Beware of transgender chat rooms

Internet chat rooms are not safe places for the young or the vulnerable. Transgender chat rooms are full of activists and those desperate for others to validate their own choices. The number of stories on the internet about the harm done via these chatrooms is disturbing.

Sascha Bailey, son of David Bailey, has shared his experience and warned others from heading down a similar pathway.
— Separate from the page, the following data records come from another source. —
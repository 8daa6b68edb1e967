//! Registry of tasks whose lifetime is tied to an owner.
//!
//! A connection keeps its helper tasks in a [`TaskGroup`]. Tasks unlink
//! themselves when they finish; dropping the group destroys whatever is left,
//! which drops their futures and with them any descriptors they owned.

use crate::runtime::Handle;
use crate::task::TaskId;
use crate::utils::slab::{Key, Slab};

use std::cell::RefCell;
use std::future::Future;
use std::rc::{Rc, Weak};

use tracing::trace;

type Members = Rc<RefCell<Slab<Option<TaskId>>>>;

/// Removes a task from its group when its future is dropped, whether it ran
/// to completion or was cancelled.
struct Link {
    members: Weak<RefCell<Slab<Option<TaskId>>>>,
    key: Key,
}

impl Drop for Link {
    fn drop(&mut self) {
        if let Some(members) = self.members.upgrade() {
            members.borrow_mut().remove(self.key);
        }
    }
}

/// Set of suspended tasks owned by a single owner.
///
/// # Example
/// ```ignore
/// let group = TaskGroup::new(&handle);
/// group.spawn(async move { pump(socket).await; });
///
/// // Destroys the pump task and closes the socket it owned.
/// drop(group);
/// ```
pub struct TaskGroup {
    members: Members,
    handle: Handle,
}

impl TaskGroup {
    pub fn new(handle: &Handle) -> Self {
        Self {
            members: Rc::new(RefCell::new(Slab::new())),
            handle: handle.clone(),
        }
    }

    /// Spawns `future` as a member of this group.
    pub fn spawn<F>(&self, future: F) -> TaskId
    where
        F: Future<Output = ()> + 'static,
    {
        let key = self.members.borrow_mut().insert(None);
        let link = Link {
            members: Rc::downgrade(&self.members),
            key,
        };

        let id = self.handle.spawn_boxed(Box::pin(async move {
            let _link = link;
            future.await;
        }));

        if let Some(slot) = self.members.borrow_mut().get_mut(key) {
            *slot = Some(id);
        }

        id
    }

    /// Number of member tasks that have not finished.
    pub fn len(&self) -> usize {
        self.members.borrow().len()
    }

    pub fn is_empty(&self) -> bool {
        self.members.borrow().is_empty()
    }

    /// Destroys every member task.
    pub fn cancel_all(&self) {
        let members = self.members.borrow_mut().drain();

        if !members.is_empty() {
            trace!(count = members.len(), "cancelling task group");
        }

        for id in members.into_iter().flatten() {
            self.handle.cancel(id);
        }
    }
}

impl Drop for TaskGroup {
    fn drop(&mut self) {
        self.cancel_all();
    }
}
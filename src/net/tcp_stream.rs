use crate::net::future::ConnectFuture;
use crate::net::utils::{raw_to_socket_addr, socket_addr_to_raw};
use crate::reactor::Direction;
use crate::reactor::event::{cvt, cvt_size};
use crate::reactor::file::AsyncFile;
use crate::reactor::future::Transport;
use crate::runtime::Handle;

use libc::{
    AF_INET, AF_INET6, FD_CLOEXEC, F_SETFD, SOCK_STREAM, fcntl, recv, send, sockaddr, sockaddr_storage,
    socklen_t,
};
use std::io;
use std::mem;
use std::net::SocketAddr;
use std::os::fd::{AsRawFd, FromRawFd, OwnedFd};
use std::task::{Context, Poll};

#[cfg(any(target_os = "linux", target_os = "android"))]
const SEND_FLAGS: libc::c_int = libc::MSG_NOSIGNAL;
#[cfg(not(any(target_os = "linux", target_os = "android")))]
const SEND_FLAGS: libc::c_int = 0;

/// A connected, non-blocking TCP socket.
pub struct TcpStream {
    file: AsyncFile,
}

impl TcpStream {
    pub(crate) fn from_fd(fd: OwnedFd, handle: &Handle) -> io::Result<Self> {
        #[cfg(any(target_os = "macos", target_os = "ios"))]
        set_no_sigpipe(fd.as_raw_fd())?;

        Ok(Self {
            file: AsyncFile::new(fd, handle)?,
        })
    }

    /// Opens a connection to `address`.
    ///
    /// # Example
    /// ```ignore
    /// let stream = TcpStream::connect(&handle, "127.0.0.1:8443".parse()?).await?;
    /// ```
    pub async fn connect(handle: &Handle, address: SocketAddr) -> io::Result<Self> {
        let fd = new_socket(&address)?;
        let stream = Self::from_fd(fd, handle)?;

        let (raw, length) = socket_addr_to_raw(&address);
        let ret = unsafe {
            libc::connect(
                stream.file.as_raw_fd(),
                (&raw as *const sockaddr_storage).cast::<sockaddr>(),
                length,
            )
        };

        let in_progress = match cvt(ret) {
            Ok(_) => false,
            Err(err) if err.raw_os_error() == Some(libc::EINPROGRESS) => true,
            Err(err) => return Err(err),
        };

        ConnectFuture::new(stream, in_progress).await
    }

    /// Connects to the first address of `addresses` that accepts.
    pub async fn connect_any(handle: &Handle, addresses: &[SocketAddr]) -> io::Result<Self> {
        let mut last_error = None;

        for address in addresses {
            match Self::connect(handle, *address).await {
                Ok(stream) => return Ok(stream),
                Err(err) => last_error = Some(err),
            }
        }

        Err(last_error.unwrap_or_else(|| {
            io::Error::new(io::ErrorKind::InvalidInput, "no addresses to connect to")
        }))
    }

    pub fn peer_addr(&self) -> io::Result<SocketAddr> {
        socket_name(self.file.as_raw_fd(), libc::getpeername)
    }

    pub fn local_addr(&self) -> io::Result<SocketAddr> {
        socket_name(self.file.as_raw_fd(), libc::getsockname)
    }

    pub(crate) fn file(&self) -> &AsyncFile {
        &self.file
    }

    pub(crate) fn file_mut(&mut self) -> &mut AsyncFile {
        &mut self.file
    }
}

impl Transport for TcpStream {
    fn poll_read(&mut self, cx: &mut Context<'_>, buffer: &mut [u8]) -> Poll<io::Result<usize>> {
        self.file.poll_io(cx, Direction::Read, |fd| {
            cvt_size(unsafe { recv(fd, buffer.as_mut_ptr().cast(), buffer.len(), 0) })
        })
    }

    fn poll_write(&mut self, cx: &mut Context<'_>, buffer: &[u8]) -> Poll<io::Result<usize>> {
        self.file.poll_io(cx, Direction::Write, |fd| {
            cvt_size(unsafe { send(fd, buffer.as_ptr().cast(), buffer.len(), SEND_FLAGS) })
        })
    }
}

/// Creates a close-on-exec stream socket for the family of `address`.
pub(crate) fn new_socket(address: &SocketAddr) -> io::Result<OwnedFd> {
    let domain = match address {
        SocketAddr::V4(_) => AF_INET,
        SocketAddr::V6(_) => AF_INET6,
    };

    let fd = cvt(unsafe { libc::socket(domain, SOCK_STREAM, 0) })?;
    let fd = unsafe { OwnedFd::from_raw_fd(fd) };
    cvt(unsafe { fcntl(fd.as_raw_fd(), F_SETFD, FD_CLOEXEC) })?;

    Ok(fd)
}

pub(crate) fn socket_name(
    fd: libc::c_int,
    query: unsafe extern "C" fn(libc::c_int, *mut sockaddr, *mut socklen_t) -> libc::c_int,
) -> io::Result<SocketAddr> {
    let mut storage: sockaddr_storage = unsafe { mem::zeroed() };
    let mut length = mem::size_of::<sockaddr_storage>() as socklen_t;

    cvt(unsafe { query(fd, (&mut storage as *mut sockaddr_storage).cast::<sockaddr>(), &mut length) })?;

    raw_to_socket_addr(&storage)
}

#[cfg(any(target_os = "macos", target_os = "ios"))]
fn set_no_sigpipe(fd: libc::c_int) -> io::Result<()> {
    let enable: libc::c_int = 1;
    cvt(unsafe {
        libc::setsockopt(
            fd,
            libc::SOL_SOCKET,
            libc::SO_NOSIGPIPE,
            (&enable as *const libc::c_int).cast(),
            mem::size_of::<libc::c_int>() as socklen_t,
        )
    })?;

    Ok(())
}
use crate::reactor::event::{Event, cvt};

use libc::{EV_ADD, EV_CLEAR, EV_DELETE, EV_EOF, EV_ERROR, EVFILT_READ, EVFILT_WRITE, kevent, kqueue};
use std::io;
use std::mem;
use std::os::fd::{AsRawFd, FromRawFd, OwnedFd};
use std::os::unix::io::RawFd;
use std::ptr;
use std::time::Duration;

pub(crate) struct Selector {
    kqueue: OwnedFd,
    events: Vec<kevent>,
}

fn change(fd: RawFd, filter: i16, flags: u16) -> kevent {
    let mut event: kevent = unsafe { mem::zeroed() };
    event.ident = fd as usize;
    event.filter = filter as _;
    event.flags = flags as _;
    event
}

impl Selector {
    pub(crate) fn new(capacity: usize) -> io::Result<Self> {
        let fd = cvt(unsafe { kqueue() })?;
        let kqueue = unsafe { OwnedFd::from_raw_fd(fd) };

        Ok(Self {
            kqueue,
            events: Vec::with_capacity(capacity.max(1)),
        })
    }

    fn apply(&self, changes: &[kevent]) -> io::Result<()> {
        cvt(unsafe {
            kevent(
                self.kqueue.as_raw_fd(),
                changes.as_ptr(),
                changes.len() as libc::c_int,
                ptr::null_mut(),
                0,
                ptr::null(),
            )
        })?;
        Ok(())
    }

    /// Starts watching `fd` for both directions. `EV_CLEAR` gives edge semantics.
    pub(crate) fn add(&self, fd: RawFd) -> io::Result<()> {
        self.apply(&[
            change(fd, EVFILT_READ, EV_ADD | EV_CLEAR),
            change(fd, EVFILT_WRITE, EV_ADD | EV_CLEAR),
        ])
    }

    pub(crate) fn delete(&self, fd: RawFd) -> io::Result<()> {
        let read = self.apply(&[change(fd, EVFILT_READ, EV_DELETE)]);
        let write = self.apply(&[change(fd, EVFILT_WRITE, EV_DELETE)]);
        read.and(write)
    }

    /// Waits for readiness and appends what was reported to `ready`.
    pub(crate) fn wait(&mut self, timeout: Option<Duration>, ready: &mut Vec<Event>) -> io::Result<()> {
        self.events.clear();

        let timespec = timeout.map(|duration| libc::timespec {
            tv_sec: duration.as_secs().min(libc::time_t::MAX as u64) as libc::time_t,
            tv_nsec: duration.subsec_nanos() as libc::c_long,
        });
        let timespec_ptr = timespec
            .as_ref()
            .map_or(ptr::null(), |ts| ts as *const libc::timespec);

        let n = unsafe {
            kevent(
                self.kqueue.as_raw_fd(),
                ptr::null(),
                0,
                self.events.as_mut_ptr(),
                self.events.capacity() as libc::c_int,
                timespec_ptr,
            )
        };

        let n = match cvt(n) {
            Ok(n) => n as usize,
            Err(err) if err.kind() == io::ErrorKind::Interrupted => return Ok(()),
            Err(err) => return Err(err),
        };

        unsafe { self.events.set_len(n) };

        for raw in &self.events {
            let failed = raw.flags & (EV_EOF | EV_ERROR) != 0;
            let filter = raw.filter;

            ready.push(Event {
                fd: raw.ident as RawFd,
                readable: filter == EVFILT_READ || failed,
                writable: filter == EVFILT_WRITE || failed,
            });
        }

        Ok(())
    }
}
At a very low point, members in the chat convinced him he was transgender and that transforming into a “real-life Barbie”, with curves and long blonde hair would solve his problems.
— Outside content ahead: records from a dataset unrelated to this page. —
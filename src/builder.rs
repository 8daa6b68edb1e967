//! Fluent builder for [`Poller`] construction.

use crate::runtime::Poller;

use std::io;

/// Readiness events fetched per wait unless configured otherwise.
pub const DEFAULT_EVENT_CAPACITY: usize = 64;

/// Builder for constructing [`Poller`] instances with a fluent API.
///
/// # Example
/// ```ignore
/// let poller = PollerBuilder::new().event_capacity(256).build()?;
/// ```
pub struct PollerBuilder {
    event_capacity: usize,
}

impl Default for PollerBuilder {
    fn default() -> Self {
        Self::new()
    }
}

impl PollerBuilder {
    /// Creates a builder with the default configuration.
    pub fn new() -> Self {
        Self {
            event_capacity: DEFAULT_EVENT_CAPACITY,
        }
    }

    /// Sets how many readiness events one wait may return.
    ///
    /// More ready descriptors than this are simply reported by the next wait.
    /// Zero is treated as one.
    pub fn event_capacity(mut self, capacity: usize) -> Self {
        self.event_capacity = capacity.max(1);
        self
    }

    /// Builds the poller.
    ///
    /// # Returns
    /// A new [`Poller`], or the error from creating the OS readiness queue
    pub fn build(self) -> io::Result<Poller> {
        Poller::with_capacity(self.event_capacity)
    }
}
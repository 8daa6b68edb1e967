//! Running hash over the handshake messages.
//!
//! The ClientHello arrives before the cipher suite (and therefore the hash)
//! is known, so messages are kept verbatim until [`Transcript::select`].

use crate::error::{Error, Result};
use crate::tls::cipher::HashAlgorithm;

use sha2::{Digest, Sha256, Sha384};

enum State {
    Buffering(Vec<u8>),
    Sha256(Sha256),
    Sha384(Sha384),
}

pub struct Transcript {
    state: State,
}

impl Default for Transcript {
    fn default() -> Self {
        Self::new()
    }
}

impl Transcript {
    pub fn new() -> Self {
        Self {
            state: State::Buffering(Vec::new()),
        }
    }

    /// Fixes the hash function and feeds it everything buffered so far.
    pub fn select(&mut self, hash: HashAlgorithm) -> Result<()> {
        let State::Buffering(buffered) = &self.state else {
            return Err(Error::Contract("transcript hash already selected"));
        };

        self.state = match hash {
            HashAlgorithm::Sha256 => State::Sha256(Sha256::new_with_prefix(buffered)),
            HashAlgorithm::Sha384 => State::Sha384(Sha384::new_with_prefix(buffered)),
        };

        Ok(())
    }

    /// Appends a full handshake message, header included.
    pub fn add(&mut self, message: &[u8]) {
        match &mut self.state {
            State::Buffering(buffered) => buffered.extend_from_slice(message),
            State::Sha256(hasher) => hasher.update(message),
            State::Sha384(hasher) => hasher.update(message),
        }
    }

    /// Hash of every message added so far.
    pub fn current_hash(&self) -> Result<Vec<u8>> {
        match &self.state {
            State::Buffering(_) => Err(Error::Contract("transcript hash not selected")),
            State::Sha256(hasher) => Ok(hasher.clone().finalize().to_vec()),
            State::Sha384(hasher) => Ok(hasher.clone().finalize().to_vec()),
        }
    }
}

#[cfg(test)]
mod tests {
    use super::*;

    #[test]
    fn buffered_messages_are_hashed_after_selection() {
        let mut transcript = Transcript::new();
        transcript.add(b"client hello");
        assert!(transcript.current_hash().is_err());

        transcript.select(HashAlgorithm::Sha384).unwrap();
        transcript.add(b"server hello");

        assert_eq!(
            transcript.current_hash().unwrap(),
            HashAlgorithm::Sha384.digest(b"client helloserver hello")
        );
        assert!(transcript.select(HashAlgorithm::Sha256).is_err());
    }
}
"Transitioning was a way of killing myself without dying, because I was so unhappy with my life," he told the Daily Mail.

"I thought that if I could do this one thing it could change everything, I could reinvent myself as an entirely new person."
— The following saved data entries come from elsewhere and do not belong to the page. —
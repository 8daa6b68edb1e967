//! Buffers between the transport and the record layer.
//!
//! [`ReadBuffer`] collects transport bytes until one whole record is
//! present and keeps the decrypted plaintext of the current record until the
//! caller has consumed it. [`WriteBuffer`] holds framed records until the
//! transport has taken every byte.

use crate::error::{Error, Result};
use crate::tls::cipher::TAG_LEN;
use crate::tls::cryptor::RecordCryptor;
use crate::tls::record::{
    ContentType, LEGACY_RECORD_VERSION, MAX_CIPHERTEXT_LEN, MAX_PLAINTEXT_LEN, RECORD_HEADER_LEN, RecordHeader,
};

use std::ops::Range;

/// Room for exactly one record of the largest legal size.
pub(crate) const READ_BUFFER_CAPACITY: usize = RECORD_HEADER_LEN + MAX_CIPHERTEXT_LEN;

pub(crate) struct ReadBuffer {
    data: Box<[u8]>,
    /// First byte of the next unprocessed record.
    start: usize,
    /// End of the bytes received so far.
    end: usize,
    /// Decrypted content of the last record not yet handed out.
    plaintext: Range<usize>,
}

impl ReadBuffer {
    pub(crate) fn new() -> Self {
        Self {
            data: vec![0u8; READ_BUFFER_CAPACITY].into_boxed_slice(),
            start: 0,
            end: 0,
            plaintext: 0..0,
        }
    }

    /// Bytes received but not yet taken as a record.
    pub(crate) fn buffered(&self) -> usize {
        self.end - self.start
    }

    /// Header of the next record if all of its bytes are buffered.
    ///
    /// The header is validated as soon as its five bytes are present, so an
    /// oversized length fails before the body is waited for.
    pub(crate) fn complete_record(&self) -> Result<Option<RecordHeader>> {
        if self.buffered() < RECORD_HEADER_LEN {
            return Ok(None);
        }

        let header = RecordHeader::decode(&self.data[self.start..self.end])?;

        if self.buffered() < header.record_len() {
            return Ok(None);
        }

        Ok(Some(header))
    }

    /// Free space after the buffered bytes, compacting first if needed.
    pub(crate) fn spare(&mut self) -> &mut [u8] {
        if self.start == self.end && self.plaintext.is_empty() {
            self.start = 0;
            self.end = 0;
        } else if self.end == self.data.len() {
            self.compact();
        }

        &mut self.data[self.end..]
    }

    pub(crate) fn filled(&mut self, count: usize) {
        debug_assert!(self.end + count <= self.data.len());
        self.end += count;
    }

    /// Consumes the complete record described by `header` and returns the
    /// range of its body.
    ///
    /// The body stays valid until the next call to [`spare`](Self::spare)
    /// with no plaintext pending.
    pub(crate) fn take_record(&mut self, header: &RecordHeader) -> Range<usize> {
        let body = self.start + RECORD_HEADER_LEN..self.start + header.record_len();
        self.start = body.end;

        body
    }

    pub(crate) fn bytes(&self, range: Range<usize>) -> &[u8] {
        &self.data[range]
    }

    pub(crate) fn bytes_mut(&mut self, range: Range<usize>) -> &mut [u8] {
        &mut self.data[range]
    }

    /// Marks `range` (inside the record just taken) as readable plaintext.
    pub(crate) fn set_plaintext(&mut self, range: Range<usize>) {
        self.plaintext = range;
    }

    pub(crate) fn has_plaintext(&self) -> bool {
        !self.plaintext.is_empty()
    }

    /// Copies as much pending plaintext as fits into `out`.
    pub(crate) fn read_plaintext(&mut self, out: &mut [u8]) -> usize {
        let count = out.len().min(self.plaintext.len());
        let from = self.plaintext.start;

        out[..count].copy_from_slice(&self.data[from..from + count]);
        self.plaintext.start += count;

        count
    }

    /// Moves everything still needed to the front of the buffer.
    fn compact(&mut self) {
        let origin = if self.plaintext.is_empty() {
            self.start
        } else {
            self.plaintext.start.min(self.start)
        };

        if origin == 0 {
            return;
        }

        self.data.copy_within(origin..self.end, 0);
        self.start -= origin;
        self.end -= origin;

        if self.plaintext.is_empty() {
            self.plaintext = 0..0;
        } else {
            self.plaintext = self.plaintext.start - origin..self.plaintext.end - origin;
        }
    }
}

#[derive(Default)]
pub(crate) struct WriteBuffer {
    data: Vec<u8>,
    written: usize,
}

impl WriteBuffer {
    pub(crate) fn new() -> Self {
        Self::default()
    }

    pub(crate) fn is_empty(&self) -> bool {
        self.written == self.data.len()
    }

    /// Bytes the transport has not accepted yet.
    pub(crate) fn pending(&self) -> &[u8] {
        &self.data[self.written..]
    }

    pub(crate) fn advance(&mut self, count: usize) {
        self.written += count;

        if self.is_empty() {
            self.clear();
        }
    }

    pub(crate) fn clear(&mut self) {
        self.data.clear();
        self.written = 0;
    }

    /// Frames `payload` as one unprotected record.
    pub(crate) fn push_plaintext_record(&mut self, content_type: ContentType, legacy_version: u16, payload: &[u8]) {
        debug_assert!(payload.len() <= MAX_PLAINTEXT_LEN);

        let header = RecordHeader {
            content_type,
            legacy_version,
            length: payload.len() as u16,
        };

        self.data.extend_from_slice(&header.encode());
        self.data.extend_from_slice(payload);
    }

    /// Frames `payload` as one protected record.
    ///
    /// The outer record is application_data; the real content type travels
    /// encrypted after the payload, and the tag follows the ciphertext.
    pub(crate) fn push_protected_record(
        &mut self,
        cryptor: &mut RecordCryptor,
        inner_type: ContentType,
        payload: &[u8],
    ) -> Result<()> {
        if payload.len() > MAX_PLAINTEXT_LEN {
            return Err(Error::Contract("record payload exceeds 2^14 bytes"));
        }

        let inner_len = payload.len() + 1;
        let header = RecordHeader {
            content_type: ContentType::ApplicationData,
            legacy_version: LEGACY_RECORD_VERSION,
            length: (inner_len + TAG_LEN) as u16,
        };
        let aad = header.encode();

        let start = self.data.len();
        self.data.extend_from_slice(&aad);

        let body = self.data.len();
        self.data.resize(body + inner_len, 0);

        let mut tag = [0u8; TAG_LEN];
        let sealed = cryptor.encrypt2(payload, &[inner_type as u8], &aad, &mut self.data[body..], &mut tag);

        if let Err(err) = sealed {
            self.data.truncate(start);
            return Err(err);
        }

        self.data.extend_from_slice(&tag);
        Ok(())
    }
}

#[cfg(test)]
mod tests {
    use super::*;
    use crate::tls::cipher::CipherSuite;

    fn feed(buffer: &mut ReadBuffer, bytes: &[u8]) {
        let spare = buffer.spare();
        spare[..bytes.len()].copy_from_slice(bytes);
        buffer.filled(bytes.len());
    }

    #[test]
    fn record_is_complete_only_with_its_body() {
        let mut buffer = ReadBuffer::new();
        feed(&mut buffer, &[22, 3, 3, 0, 3, 1]);
        assert_eq!(buffer.complete_record().unwrap(), None);

        feed(&mut buffer, &[2, 3, 23]);
        let header = buffer.complete_record().unwrap().unwrap();
        assert_eq!(header.length, 3);

        let body = buffer.take_record(&header);
        assert_eq!(buffer.bytes(body), &[1, 2, 3]);
        assert_eq!(buffer.buffered(), 1);
    }

    #[test]
    fn invalid_header_fails_before_body_arrives() {
        let mut buffer = ReadBuffer::new();
        feed(&mut buffer, &[23, 3, 3, 0xff, 0xff]);
        assert!(buffer.complete_record().is_err());
    }

    #[test]
    fn compaction_keeps_pending_plaintext() {
        let mut buffer = ReadBuffer::new();
        let record_len = RECORD_HEADER_LEN + 100;
        let mut record = vec![23u8, 3, 3, 0, 100];
        record.extend(0..100u8);

        // Fill the buffer with whole records up to its end.
        let count = READ_BUFFER_CAPACITY / record_len;
        for _ in 0..count {
            feed(&mut buffer, &record);
        }
        let tail = READ_BUFFER_CAPACITY - count * record_len;
        feed(&mut buffer, &record[..tail]);

        for _ in 0..count - 1 {
            let header = buffer.complete_record().unwrap().unwrap();
            buffer.take_record(&header);
        }
        let header = buffer.complete_record().unwrap().unwrap();
        let body = buffer.take_record(&header);
        buffer.set_plaintext(body.start + 10..body.end);

        let spare = buffer.spare().len();
        assert!(spare >= record_len);

        let mut out = [0u8; 4];
        assert_eq!(buffer.read_plaintext(&mut out), 4);
        assert_eq!(out, [10, 11, 12, 13]);
    }

    #[test]
    fn protected_record_layout() {
        let mut cryptor = RecordCryptor::new();
        cryptor.set_cipher_suite(CipherSuite::Aes128GcmSha256);
        cryptor.set_sender_key(&[7u8; 16], [1u8; 12]).unwrap();

        let mut buffer = WriteBuffer::new();
        buffer
            .push_protected_record(&mut cryptor, ContentType::Handshake, b"hello")
            .unwrap();

        let pending = buffer.pending();
        assert_eq!(pending.len(), RECORD_HEADER_LEN + 5 + 1 + TAG_LEN);
        assert_eq!(&pending[..5], &[23, 3, 3, 0, 22]);
        assert_eq!(cryptor.sender_sequence(), Some(1));

        buffer.advance(10);
        assert_eq!(buffer.pending().len(), 17);
        buffer.advance(17);
        assert!(buffer.is_empty());
    }
}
After deciding that transitioning was the right thing to do, he went to see a private doctor who confirmed he was transgender and wrote him a prescription for female hormones.

But with the help of his family and new partner, photographer Lucy Brown, Sascha was guided away from what he believes was a potentially disastrous decision.

He added: "'I feel there's a huge problem with over-diagnosis of gender dysphoria.

"Obviously it is very real for some, but I think there are a lot of people who, like me, aren't actually trans, they're just incredibly unhappy and transitioning is a way of making themselves into a new person which they believe will fix everything.

"This new person won't have the old problems or the old societal expectations. But of course that's not really true."

"I'd already been thinking about it and it's an idea that just grew and grew," he says. "It became this way of not having to kill myself, but to become someone new."

On reflection, Sascha said: "One, there was no actual way I can know what it feels like to be a woman because I'd never been one, so the idea of me saying 'Oh, I feel like a woman' was absurd."

He added: "Thank God I didn't do the hormones because within a few months, you're risking infertility and the thought that I could not have children is devastating.

"But it also shines a light on the uncomfortable reality, which is that we are asking kids aged 15 and 16 to make the choice about whether or not they will want children themselves and that just isn't right."

It is stories like this one, and first hand accounts of detransitioners that should be mandatory reading for anyone considering buying into the lie that you can change your sex. 

All politicians should be made aware of how disastrous their desire to appear inclusive can be by legislating harmful laws that enshrine affirmation practices in law and penalise anyone who objects.